TASK DETAILS » Please copy out the entries below exactly, beginning with the line that contains "Ok((local_addr, server.start(self.into_rpc())))" and ending with the line that contains "async fn get_tx(&self, hash: Bytes)", and include nothing outside that span.

START INFORMATION

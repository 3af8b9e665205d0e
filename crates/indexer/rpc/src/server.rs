//! Server-side implementation of the [`ExplorerApiServer`].

use crate::{ExplorerApiServer, RpcError};
use async_trait::async_trait;
use jsonrpsee::{core::RpcResult, server::ServerHandle};
use std::{collections::BTreeMap, net::SocketAddr};
use tokio_util::sync::CancellationToken;
use tracing::{trace, warn};
use unitscan_core::{PartitionRegistry, QueryService, SearchEngine};
use unitscan_storage::{IndexStorageReader, ProgressStorage};
use unitscan_types::{
    BlockRecord, BlocksPage, Bytes, PartitionId, RoundInfo, SearchResult, TxRecord, TxsPage,
};

/// Answers `explorer` requests from the index and the partition nodes.
#[derive(Debug)]
pub struct ExplorerRpc<S> {
    query: QueryService<S>,
    search: SearchEngine<S>,
    registry: PartitionRegistry,
    cancel_token: CancellationToken,
}

impl<S> ExplorerRpc<S>
where
    S: IndexStorageReader + ProgressStorage + 'static,
{
    /// Creates the handler. Searches in flight are cancelled together with `cancel_token`.
    pub fn new(
        query: QueryService<S>,
        registry: PartitionRegistry,
        cancel_token: CancellationToken,
    ) -> Self {
        let search = SearchEngine::new(registry.clone(), query.clone());
        Self { query, search, registry, cancel_token }
    }

    /// Starts serving on `addr`. Returns the bound address with the server's handle.
    pub async fn launch(self, addr: SocketAddr) -> std::io::Result<(SocketAddr, ServerHandle)> {
        let server = jsonrpsee::server::ServerBuilder::default().build(addr).await?;
        let local_addr = server.local_addr()?;
        trace!(target: "rpc", %local_addr, "Serving explorer API");
        Ok((local_addr, server.start(self.into_rpc())))
    }
}

#[async_trait]
impl<S> ExplorerApiServer for ExplorerRpc<S>
where
    S: IndexStorageReader + ProgressStorage + 'static,
{
    async fn get_block(
        &self,
        block_number: u64,
        partition_ids: Option<Vec<PartitionId>>,
    ) -> RpcResult<BTreeMap<PartitionId, BlockRecord>> {
        trace!(target: "rpc", block_number, ?partition_ids, "Received getBlock request");
        let blocks = self
            .query
            .get_block(block_number, &partition_ids.unwrap_or_default())
            .map_err(RpcError::from)?;
        if blocks.is_empty() {
            return Err(RpcError::NotFound.into());
        }
        Ok(blocks)
    }

    async fn get_last_blocks(
        &self,
        partition_ids: Option<Vec<PartitionId>>,
        count: usize,
        include_empty: bool,
    ) -> RpcResult<BTreeMap<PartitionId, Vec<BlockRecord>>> {
        trace!(target: "rpc", ?partition_ids, count, include_empty, "Received getLastBlocks request");
        Ok(self
            .query
            .get_last_blocks(&partition_ids.unwrap_or_default(), count, include_empty)
            .map_err(RpcError::from)?)
    }

    async fn get_blocks_in_range(
        &self,
        partition_id: PartitionId,
        start_block: u64,
        count: usize,
        include_empty: bool,
    ) -> RpcResult<BlocksPage> {
        trace!(target: "rpc", partition_id, start_block, count, "Received getBlocksInRange request");
        Ok(self
            .query
            .get_blocks_in_range(partition_id, start_block, count, include_empty)
            .map_err(RpcError::from)?)
    }

    async fn get_txs_page(
        &self,
        partition_id: PartitionId,
        start: Option<u64>,
        limit: usize,
    ) -> RpcResult<TxsPage> {
        trace!(target: "rpc", partition_id, ?start, limit, "Received getTxsPage request");
        Ok(self.query.get_txs_page(partition_id, start, limit).map_err(RpcError::from)?)
    }

    async fn get_tx(&self, hash: Bytes) -> RpcResult<TxRecord> {
        trace!(target: "rpc", %hash, "Received getTx request");
        let tx = self.query.get_tx(&hash).map_err(RpcError::from)?;
        Ok(tx.ok_or(RpcError::NotFound)?)
    }

    async fn get_txs_by_block_number(
        &self,
        partition_id: PartitionId,
        block_number: u64,
    ) -> RpcResult<Vec<TxRecord>> {
        trace!(target: "rpc", partition_id, block_number, "Received getTxsByBlockNumber request");
        Ok(self.query.get_txs_by_block_number(partition_id, block_number).map_err(RpcError::from)?)
    }

    async fn get_txs_by_unit_id(
        &self,
        partition_id: PartitionId,
        unit_id: Bytes,
    ) -> RpcResult<Vec<TxRecord>> {
        trace!(target: "rpc", partition_id, %unit_id, "Received getTxsByUnitId request");
        Ok(self.query.get_txs_by_unit_id(partition_id, &unit_id).map_err(RpcError::from)?)
    }

    async fn get_round_info(&self, partition_id: PartitionId) -> RpcResult<RoundInfo> {
        trace!(target: "rpc", partition_id, "Received getRoundInfo request");
        let round_info = self.registry.round_info(partition_id).await.ok_or(RpcError::NotFound)?;
        Ok(round_info.map_err(|err| {
            warn!(target: "rpc", partition_id, %err, "Round info lookup failed");
            RpcError::from(err)
        })?)
    }

    async fn search(
        &self,
        key: String,
        partition_ids: Option<Vec<PartitionId>>,
    ) -> RpcResult<SearchResult> {
        trace!(target: "rpc", %key, ?partition_ids, "Received search request");
        let token = self.cancel_token.child_token();
        let result = self
            .search
            .search(&token, &key, &partition_ids.unwrap_or_default())
            .await
            .map_err(RpcError::from)?;
        if result.is_empty() {
            return Err(RpcError::NotFound.into());
        }
        Ok(result)
    }
}

#[cfg(test)]
mod tests {
    use super::*;
    use crate::ExplorerApiClient;
    use jsonrpsee::{
        core::ClientError,
        http_client::{HttpClient, HttpClientBuilder},
    };
    use std::sync::Arc;
    use unitscan_source::MockBlockSource;
    use unitscan_storage::{InMemoryStore, IndexStorageWriter};
    use unitscan_types::B256;

    fn tx(block_number: u64, tag: u8) -> TxRecord {
        TxRecord {
            partition_id: 1,
            block_number,
            tx_record_hash: B256::repeat_byte(tag),
            tx_order_hash: B256::with_last_byte(tag),
            target_unit_ids: vec![Bytes::from_static(b"u1")],
            ..Default::default()
        }
    }

    fn block(block_number: u64, tx_count: usize) -> BlockRecord {
        BlockRecord { partition_id: 1, block_number, tx_count, ..Default::default() }
    }

    async fn serve() -> (HttpClient, ServerHandle) {
        let store = Arc::new(InMemoryStore::new());
        store.commit_block(&block(1, 0), vec![]).unwrap();
        store.commit_block(&block(2, 2), vec![tx(2, 1), tx(2, 2)]).unwrap();

        let mut source = MockBlockSource::new();
        source.expect_partition_id().return_const(1u32);
        source.expect_fetch_round_info().returning(|| Ok(RoundInfo { round_number: 9, epoch: 2 }));
        source.expect_fetch_unit().returning(|_, _| Ok(None));
        source.expect_fetch_units_by_owner().returning(|_| Ok(vec![]));
        let registry = PartitionRegistry::builder().with_partition(3, Arc::new(source)).build();

        let rpc = ExplorerRpc::new(QueryService::new(store), registry, CancellationToken::new());
        let (addr, handle) = rpc.launch("127.0.0.1:0".parse().unwrap()).await.unwrap();
        (HttpClientBuilder::default().build(format!("http://{addr}")).unwrap(), handle)
    }

    fn error_code(err: ClientError) -> i32 {
        match err {
            ClientError::Call(err) => err.code(),
            other => panic!("unexpected client error: {other}"),
        }
    }

    #[tokio::test]
    async fn test_block_endpoints() {
        let (client, _handle) = serve().await;

        let blocks = client.get_block(2, None).await.unwrap();
        assert_eq!(blocks[&1].tx_count, 2);
        assert_eq!(error_code(client.get_block(3, None).await.unwrap_err()), -32001);

        let last = client.get_last_blocks(Some(vec![1]), 5, false).await.unwrap();
        assert_eq!(last[&1].len(), 1);
        assert_eq!(error_code(client.get_last_blocks(None, 0, true).await.unwrap_err()), -32602);

        let page = client.get_blocks_in_range(1, 2, 1, true).await.unwrap();
        assert_eq!(page.prev_block_number, 1);
        assert_eq!(error_code(client.get_blocks_in_range(1, 2, 0, true).await.unwrap_err()), -32602);
    }

    #[tokio::test]
    async fn test_tx_endpoints() {
        let (client, _handle) = serve().await;

        let page = client.get_txs_page(1, None, 1).await.unwrap();
        assert_eq!(page.txs.len(), 1);
        assert!(page.previous_id.is_some());

        let hash = Bytes::copy_from_slice(B256::with_last_byte(1).as_slice());
        assert_eq!(client.get_tx(hash).await.unwrap().block_number, 2);
        let unknown = Bytes::copy_from_slice(B256::ZERO.as_slice());
        assert_eq!(error_code(client.get_tx(unknown).await.unwrap_err()), -32001);

        assert_eq!(client.get_txs_by_block_number(1, 2).await.unwrap().len(), 2);
        assert!(client.get_txs_by_block_number(1, 1).await.unwrap().is_empty());
        assert_eq!(client.get_txs_by_unit_id(1, Bytes::from_static(b"u1")).await.unwrap().len(), 2);
    }

    #[tokio::test]
    async fn test_round_info() {
        let (client, _handle) = serve().await;

        assert_eq!(client.get_round_info(1).await.unwrap().round_number, 9);
        assert_eq!(error_code(client.get_round_info(5).await.unwrap_err()), -32001);
    }

    #[tokio::test]
    async fn test_search() {
        let (client, _handle) = serve().await;

        let result = client.search("2".to_string(), None).await.unwrap();
        assert_eq!(result.blocks[&1].block_number, 2);

        let result = client.search("0x7531".to_string(), None).await.unwrap();
        assert_eq!(result.txs.len(), 2);

        assert_eq!(error_code(client.search("0xbeef".to_string(), None).await.unwrap_err()), -32001);
        assert_eq!(error_code(client.search("nothex".to_string(), None).await.unwrap_err()), -32602);
    }
}
//! Randomized delays for retry loops.

use rand::Rng;
use std::time::Duration;

/// A delay drawn uniformly from `[min, max]` on every use.
///
/// Spreading retries keeps many partition workers from hammering their nodes in lockstep.
#[derive(Debug, Clone, Copy, PartialEq, Eq)]
pub struct JitteredDelay {
    min: Duration,
    max: Duration,
}

impl JitteredDelay {
    /// Creates a delay between `min` and `max`, both inclusive.
    ///
    /// Returns `None` when `min` exceeds `max`.
    pub fn new(min: Duration, max: Duration) -> Option<Self> {
        (min <= max).then_some(Self { min, max })
    }

    /// A delay that is always `delay`.
    pub const fn fixed(delay: Duration) -> Self {
        Self { min: delay, max: delay }
    }

    /// The shortest delay.
    pub const fn min(&self) -> Duration {
        self.min
    }

    /// The longest delay.
    pub const fn max(&self) -> Duration {
        self.max
    }

    /// Draws the next delay.
    pub fn sample(&self) -> Duration {
        if self.min == self.max {
            return self.min;
        }
        rand::rng().random_range(self.min..=self.max)
    }
}
use alloy_primitives::B256;
use sha2::{Digest, Sha256};

/// Computes the SHA-256 digest of `data`.
pub fn sha256(data: impl AsRef<[u8]>) -> B256 {
    B256::from_slice(&Sha256::digest(data.as_ref()))
}

#[cfg(test)]
mod tests {
    use super::*;
    use alloy_primitives::b256;

    #[test]
    fn test_sha256_known_vector() {
        assert_eq!(
            sha256(b"abc"),
            b256!("ba7816bf8f01cfea414140de5dae2223b00361a396177a9cb410ff61f20015ad")
        );
    }
}
use thiserror::Error;

/// Errors that may occur while interacting with the index storage.
///
/// This enum is used across all implementations of the storage traits.
#[derive(Debug, Error, PartialEq, Eq)]
pub enum StorageError {
    /// A writer panicked while holding the storage lock.
    #[error("storage lock poisoned")]
    LockPoisoned,

    /// A write would break a uniqueness constraint of the index.
    #[error("conflict error: {0}")]
    ConflictError(String),

    /// The database backend failed.
    #[error("database error: {0}")]
    Database(String),

    /// The opened database lacks one of the index tables.
    #[error("column family not found: {0}")]
    ColumnFamilyNotFound(&'static str),

    /// A stored entry could not be encoded or decoded.
    #[error("codec error: {0}")]
    Codec(String),
}

impl From<rocksdb::Error> for StorageError {
    fn from(err: rocksdb::Error) -> Self {
        Self::Database(err.to_string())
    }
}

impl From<serde_json::Error> for StorageError {
    fn from(err: serde_json::Error) -> Self {
        Self::Codec(err.to_string())
    }
}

END INFORMATION

RESPONSE TO THE EXERCISE »
        Ok((local_addr, server.start(self.into_rpc())))
    }
}

#[async_trait]
impl<S> ExplorerApiServer for ExplorerRpc<S>
where
    S: IndexStorageReader + ProgressStorage + 'static,
{
    async fn get_block(
        &self,
        block_number: u64,
        partition_ids: Option<Vec<PartitionId>>,
    ) -> RpcResult<BTreeMap<PartitionId, BlockRecord>> {
        trace!(target: "rpc", block_number, ?partition_ids, "Received getBlock request");
        let blocks = self
            .query
            .get_block(block_number, &partition_ids.unwrap_or_default())
            .map_err(RpcError::from)?;
        if blocks.is_empty() {
            return Err(RpcError::NotFound.into());
        }
        Ok(blocks)
    }

    async fn get_last_blocks(
        &self,
        partition_ids: Option<Vec<PartitionId>>,
        count: usize,
        include_empty: bool,
    ) -> RpcResult<BTreeMap<PartitionId, Vec<BlockRecord>>> {
        trace!(target: "rpc", ?partition_ids, count, include_empty, "Received getLastBlocks request");
        Ok(self
            .query
            .get_last_blocks(&partition_ids.unwrap_or_default(), count, include_empty)
            .map_err(RpcError::from)?)
    }

    async fn get_blocks_in_range(
        &self,
        partition_id: PartitionId,
        start_block: u64,
        count: usize,
        include_empty: bool,
    ) -> RpcResult<BlocksPage> {
        trace!(target: "rpc", partition_id, start_block, count, "Received getBlocksInRange request");
        Ok(self
            .query
            .get_blocks_in_range(partition_id, start_block, count, include_empty)
            .map_err(RpcError::from)?)
    }

    async fn get_txs_page(
        &self,
        partition_id: PartitionId,
        start: Option<u64>,
        limit: usize,
    ) -> RpcResult<TxsPage> {
        trace!(target: "rpc", partition_id, ?start, limit, "Received getTxsPage request");
        Ok(self.query.get_txs_page(partition_id, start, limit).map_err(RpcError::from)?)
    }

    async fn get_tx(&self, hash: Bytes) -> RpcResult<TxRecord> {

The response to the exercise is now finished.